このような免疫組織化学染色法を用いてヒトの肝がん、胆管がん、及び膵臓がん組織の非腫瘍部分及び腫瘍部分においてNCAPG2のpT1010発現を確認した。 Using this immunohistochemical staining method, we confirmed NCAPG2 pT1010 expression in both non-tumorous and tumorous areas of human liver cancer, bile duct cancer, and pancreatic cancer tissues.
(5-1.肝がん組織における免疫組織化学染色結果の確認)
通常の組織処理過程を経て作製したヒト由来肝がん組織のパラフィン包埋スライドに水和(hydration)、クエン酸バッファー(citrate buffer)を用いた抗原抽出(antigen retrieval)、過酸化水素を用いた内因性過酸化酵素(endogenous peroxidase)遮断、正常ウマ血清(normal horse serum)を用いた抗体の非特異的反応遮断、前記実施例1で製造したNCAPG2のpT1010に特異的な抗体反応、前記抗原-抗体間反応を検出するためにNCAPG2 pT1010抗体の宿主に対する二次抗体結合などの過程を経て免疫組織化学染色を行った。

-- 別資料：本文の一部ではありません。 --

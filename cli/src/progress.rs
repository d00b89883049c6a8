//! Progress lines on stderr, driven by the event bus

use colored::Colorize;
use council_application::EventSubscription;
use council_domain::{Event, EventKind};
use serde_json::Value;

/// Prints one line per notable event until the bus goes away
pub struct ProgressReporter {
    subscription: EventSubscription,
}

impl ProgressReporter {
    pub fn new(subscription: EventSubscription) -> Self {
        Self { subscription }
    }

    pub async fn run(mut self) {
        while let Some(event) = self.subscription.recv().await {
            let Some(line) = describe(&event) else {
                continue;
            };
            let line = match event.kind {
                EventKind::RunFailed | EventKind::StepFailed | EventKind::WorkerFailed => {
                    line.red().to_string()
                }
                kind if kind.is_problem() => line.yellow().to_string(),
                EventKind::StepCompleted | EventKind::RunCompleted => line.green().to_string(),
                EventKind::DecisionRecorded => line.bold().to_string(),
                _ => line.dimmed().to_string(),
            };
            eprintln!("{}", line);
        }
    }
}

fn text(payload: &Value, key: &str) -> String {
    match &payload[key] {
        Value::String(s) => s.clone(),
        Value::Null => "?".to_string(),
        other => other.to_string(),
    }
}

/// Plain-text description of an event, or `None` for chatty ones
pub fn describe(event: &Event) -> Option<String> {
    let step = event.step_name.as_deref().unwrap_or("-");
    let worker = event.worker_id.as_ref().map_or("-", |w| w.as_str());
    let p = &event.payload;

    let line = match event.kind {
        EventKind::RunStarted => {
            let steps: Vec<String> = p["steps"]
                .as_array()
                .map(|steps| steps.iter().filter_map(|s| s.as_str().map(String::from)).collect())
                .unwrap_or_default();
            format!("run started: {} step(s) [{}]", steps.len(), steps.join(", "))
        }
        EventKind::RunCompleted => format!("run completed: {} step(s)", text(p, "steps")),
        EventKind::RunFailed => format!("run failed: {}", text(p, "error")),
        EventKind::StepStarted => format!("> {} ({})", step, text(p, "kind")),
        EventKind::StepCompleted => format!(
            "< {} {} in {}ms",
            step,
            text(p, "status"),
            text(p, "duration_ms")
        ),
        EventKind::StepFailed => format!(
            "! {} failed under '{}': {}",
            step,
            text(p, "policy"),
            text(p, "error")
        ),
        EventKind::StepRetry => format!(
            "! {} retrying (attempt {}/{}) in {}ms",
            step,
            text(p, "attempt"),
            text(p, "max_attempts"),
            text(p, "delay_ms")
        ),
        EventKind::StepFallback => format!("! {} recovered by fallback", step),
        EventKind::WorkerFailed => format!("  {} failed in {}: {}", worker, step, text(p, "error")),
        EventKind::DebatePhase => format!("  {}: {}", step, text(p, "phase")),
        EventKind::DebateConverged => format!("  {} converged in round {}", step, text(p, "round")),
        EventKind::DecisionRecorded => format!(
            "  {} decided: {} ({}, {})",
            step,
            worker,
            text(p, "method"),
            text(p, "resolution")
        ),
        EventKind::ContextSummarized => format!("  history summarized ({} folded)", text(p, "folded")),
        EventKind::ContextOverflowWarning => format!(
            "! history over budget, dropped {} message(s): {}",
            text(p, "dropped"),
            text(p, "reason")
        ),
        EventKind::WorkerStarted
        | EventKind::WorkerCompleted
        | EventKind::ProposalSubmitted
        | EventKind::VoteCast => return None,
    };
    Some(line)
}

#[cfg(test)]
mod tests {
    use super::*;
    use council_application::EventBus;
    use council_domain::{EventDraft, WorkerId};
    use serde_json::json;

    #[test]
    fn test_describe_progress_events() {
        let bus = EventBus::new();
        let started = bus.publish(
            EventDraft::new(EventKind::RunStarted).payload(json!({ "steps": ["draft", "review"] })),
        );
        assert_eq!(describe(&started).unwrap(), "run started: 2 step(s) [draft, review]");

        let step = bus.publish(
            EventDraft::new(EventKind::StepStarted)
                .step("draft")
                .payload(json!({ "index": 0, "kind": "solo", "policy": "halt" })),
        );
        assert_eq!(describe(&step).unwrap(), "> draft (solo)");

        let done = bus.publish(
            EventDraft::new(EventKind::StepCompleted)
                .step("draft")
                .payload(json!({ "status": "success", "duration_ms": 12 })),
        );
        assert_eq!(describe(&done).unwrap(), "< draft success in 12ms");
    }

    #[test]
    fn test_describe_problems_and_decisions() {
        let bus = EventBus::new();
        let retry = bus.publish(
            EventDraft::new(EventKind::StepRetry)
                .step("draft")
                .payload(json!({ "attempt": 2, "max_attempts": 3, "delay_ms": 500 })),
        );
        assert_eq!(
            describe(&retry).unwrap(),
            "! draft retrying (attempt 2/3) in 500ms"
        );

        let decision = bus.publish(
            EventDraft::new(EventKind::DecisionRecorded)
                .step("review")
                .worker(WorkerId::new("critic"))
                .payload(json!({ "method": "majority", "resolution": "votes" })),
        );
        assert_eq!(
            describe(&decision).unwrap(),
            "  review decided: critic (majority, votes)"
        );
    }

    #[test]
    fn test_chatty_events_are_skipped() {
        let bus = EventBus::new();
        for kind in [EventKind::WorkerStarted, EventKind::VoteCast, EventKind::ProposalSubmitted] {
            assert!(describe(&bus.publish(EventDraft::new(kind))).is_none());
        }
    }

    #[test]
    fn test_missing_payload_fields_render_as_placeholder() {
        let bus = EventBus::new();
        let failed = bus.publish(EventDraft::new(EventKind::RunFailed));
        assert_eq!(describe(&failed).unwrap(), "run failed: ?");
    }
}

その後、各患者の組織の中で腫瘍部分(tumor)と非腫瘍部分(non-tumor)を区分し、200倍の視野でそれぞれ3-4箇所の代表性を帯びる断面を撮影し、陽性反応に対する数値化は、H-scoreシステムを用いた(H-scoreは、陽性反応の程度を0、1、2、3で割った後、各スコアに該当する細胞の割合を乗じた値をすべて加算した結果として表し、断面のすべての細胞が強い陽性反応を示す場合、最大300点を与える)。
(5-1. Confirmation of immunohistochemical staining results in liver cancer tissue)
Paraffin-embedded slides of human liver cancer tissues prepared through standard tissue processing procedures were subjected to immunohistochemical staining after hydration, antigen retrieval using citrate buffer, blocking of endogenous peroxidase using hydrogen peroxide, blocking of non-specific antibody reactions using normal horse serum, and secondary antibody binding of the NCAPG2 pT1010 antibody to the host to detect the specific antibody reaction against NCAPG2 pT1010 prepared in Example 1 and the antigen-antibody reaction. Then, each patient's tissue was divided into tumor and non-tumor areas, and 3-4 representative cross sections of each were photographed at 200x magnification. The positive reaction was quantified using the H-score system (the H-score is calculated by dividing the degree of positive reaction by 0, 1, 2, or 3, then multiplying the result by the proportion of cells corresponding to each score, and adding up all the values; if all cells in the cross section showed a strong positive reaction, a maximum score of 300 was given).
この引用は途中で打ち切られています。